# [EXERCISE BRIEF]
For this exercise, transcribe all the records below exactly.

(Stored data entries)
+===+

//! Seeded randomness for arrivals, triage decisions and service times.
//!
//! Each process owns its own generator. Workers derive their stream from the
//! master seed plus a per-role salt, so a run is reproducible role by role
//! even though the interleaving between processes is not.

use crate::timing::MsRange;
use rand::rngs::StdRng;
use rand::{Rng, SeedableRng};
use std::time::Duration;

const SALT_MIX: u64 = 0x9E37_79B9_7F4A_7C15;

/// Random source used by every role.
#[derive(Debug, Clone)]
pub struct RandomGenerator {
    rng: StdRng,
}

impl RandomGenerator {
    /// Generator with a fixed seed.
    #[must_use]
    pub fn seeded(seed: u64) -> Self {
        Self {
            rng: StdRng::seed_from_u64(seed),
        }
    }

    /// Generator for one role, derived from the master seed.
    #[must_use]
    pub fn for_role(seed: u64, salt: u64) -> Self {
        Self::seeded(seed ^ salt.wrapping_add(1).wrapping_mul(SALT_MIX))
    }

    /// Uniform integer in `[min, max]`; a reversed range yields `min`.
    pub fn uniform_int(&mut self, min: i32, max: i32) -> i32 {
        if max <= min {
            return min;
        }
        self.rng.random_range(min..=max)
    }

    /// Roll in `[0, 100)`.
    pub fn percent(&mut self) -> u32 {
        self.rng.random_range(0..100)
    }

    /// Roll in `[0, 1000)`.
    pub fn per_mille(&mut self) -> u32 {
        self.rng.random_range(0..1000)
    }

    /// `true` with the given probability in percent.
    pub fn chance(&mut self, percent: u32) -> bool {
        self.percent() < percent
    }

    /// Uniform index below `len` (0 for an empty range).
    pub fn index(&mut self, len: usize) -> usize {
        if len <= 1 {
            return 0;
        }
        self.rng.random_range(0..len)
    }

    /// Uniform duration drawn from an inclusive millisecond range.
    pub fn duration_in(&mut self, range: MsRange) -> Duration {
        let ms = if range.max <= range.min {
            range.min
        } else {
            self.rng.random_range(range.min..=range.max)
        };
        Duration::from_millis(ms)
    }
}

#[cfg(test)]
mod tests {
    use super::*;

    #[test]
    fn test_same_seed_same_stream() {
        let mut a = RandomGenerator::seeded(7);
        let mut b = RandomGenerator::seeded(7);
        let left: Vec<i32> = (0..16).map(|_| a.uniform_int(1, 90)).collect();
        let right: Vec<i32> = (0..16).map(|_| b.uniform_int(1, 90)).collect();
        assert_eq!(left, right);
    }

    #[test]
    fn test_role_salt_changes_stream() {
        let mut a = RandomGenerator::for_role(7, 1);
        let mut b = RandomGenerator::for_role(7, 2);
        let left: Vec<u32> = (0..16).map(|_| a.per_mille()).collect();
        let right: Vec<u32> = (0..16).map(|_| b.per_mille()).collect();
        assert_ne!(left, right);
    }

    #[test]
    fn test_bounds() {
        let mut rng = RandomGenerator::seeded(99);
        for _ in 0..1000 {
            let age = rng.uniform_int(1, 90);
            assert!((1..=90).contains(&age));
            assert!(rng.percent() < 100);
            assert!(rng.per_mille() < 1000);
            assert!(rng.index(6) < 6);
            let d = rng.duration_in(MsRange::new(50, 150));
            assert!(d >= Duration::from_millis(50) && d <= Duration::from_millis(150));
        }
    }

    #[test]
    fn test_degenerate_ranges() {
        let mut rng = RandomGenerator::seeded(1);
        assert_eq!(rng.uniform_int(5, 5), 5);
        assert_eq!(rng.uniform_int(9, 3), 9);
        assert_eq!(rng.index(0), 0);
        assert_eq!(rng.duration_in(MsRange::new(0, 0)), Duration::ZERO);
        assert!(!rng.chance(0));
        assert!(rng.chance(100));
    }
}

+===+

# [SOLUTION TO THIS EXERCISE]
//! Seeded randomness for arrivals, triage decisions and service times.
//!
//! Each process owns its own generator. Workers derive their stream from the
//! master seed plus a per-role salt, so a run is reproducible role by role
//! even though the interleaving between processes is not.

use crate::timing::MsRange;
use rand::rngs::StdRng;
use rand::{Rng, SeedableRng};
use std::time::Duration;

const SALT_MIX: u64 = 0x9E37_79B9_7F4A_7C15;

/// Random source used by every role.
#[derive(Debug, Clone)]
pub struct RandomGenerator {
    rng: StdRng,
}

impl RandomGenerator {
    /// Generator with a fixed seed.
    #[must_use]
    pub fn seeded(seed: u64) -> Self {
        Self {
            rng: StdRng::seed_from_u64(seed),
        }
    }

    /// Generator for one role, derived from the master seed.
    #[must_use]
    pub fn for_role(seed: u64, salt: u64) -> Self {
        Self::seeded(seed ^ salt.wrapping_add(1).wrapping_mul(SALT_MIX))
    }

    /// Uniform integer in `[min, max]`; a reversed range yields `min`.
    pub fn uniform_int(&mut self, min: i32, max: i32) -> i32 {
        if max <= min {
            return min;
        }
        self.rng.random_range(min..=max)
    }

    /// Roll in `[0, 100)`.
    pub fn percent(&mut self) -> u32 {
        self.rng.random_range(0..100)
    }

    /// Roll in `[0, 1000)`.
    pub fn per_mille(&mut self) -> u32 {
        self.rng.random_range(0..1000)
    }

    /// `true` with the given probability in percent.
    pub fn chance(&mut self, percent: u32) -> bool {
        self.percent() < percent
    }

    /// Uniform index below `len` (0 for an empty range).
    pub fn index(&mut self, len: usize) -> usize {
        if len <= 1 {
            return 0;
        }
        self.rng.random_range(0..len)
    }

    /// Uniform duration drawn from an inclusive millisecond range.
    pub fn duration_in(&mut self, range: MsRange) -> Duration {
        let ms = if range.max <= range.min {
            range.min
        } else {
            self.rng.random_range(range.min..=range.max)
        };
        Duration::from_millis(ms)
    }
}

#[cfg(test)]
mod tests {
    use super::*;

    #[test]
    fn test_same_seed_same_stream() {
        let mut a = RandomGenerator::seeded(7);
        let mut b = RandomGenerator::seeded(7);
        let left: Vec<i32> = (0..16).map(|_| a.uniform_int(1, 90)).collect();
        let right: Vec<i32> = (0..16).map(|_| b.uniform_int(1, 90)).collect();
        assert_eq!(left, right);
    }

    #[test]
    fn test_role_salt_changes_stream() {
        let mut a = RandomGenerator::for_role(7, 1);
        let mut b = RandomGenerator::for_role(7, 2);
        let left: Vec<u32> = (0..16).map(|_| a.per_mille()).collect();
        let right: Vec<u32> = (0..16).map(|_| b.per_mille()).collect();
        assert_ne!(left, right);
    }

    #[test]
    fn test_bounds() {
        let mut rng = RandomGenerator::seeded(99);
        for _ in 0..1000 {
            let age = rng.uniform_int(1, 90);
            assert!((1..=90).contains(&age));
            assert!(rng.percent() < 100);
            assert!(rng.per_mille() < 1000);
            assert!(rng.index(6) < 6);
            let d = rng.duration_in(MsRange::new(50, 150));
            assert!(d >= Duration::from_millis(50) && d <= Duration::from_millis(150));
        }
    }

    #[test]
    fn test_degenerate_ranges() {
        let mut rng = RandomGenerator::seeded(1);
        assert_eq!(rng.uniform_int(5, 5), 5);
        assert_eq!(rng.uniform_int(9, 3), 9);
        assert_eq!(rng.index(0), 0);
        assert_eq!(rng.duration_in(MsRange::new(0, 0)), Duration::ZERO);
        assert!(!rng.chance(0));
        assert!(rng.chance(100));
    }
}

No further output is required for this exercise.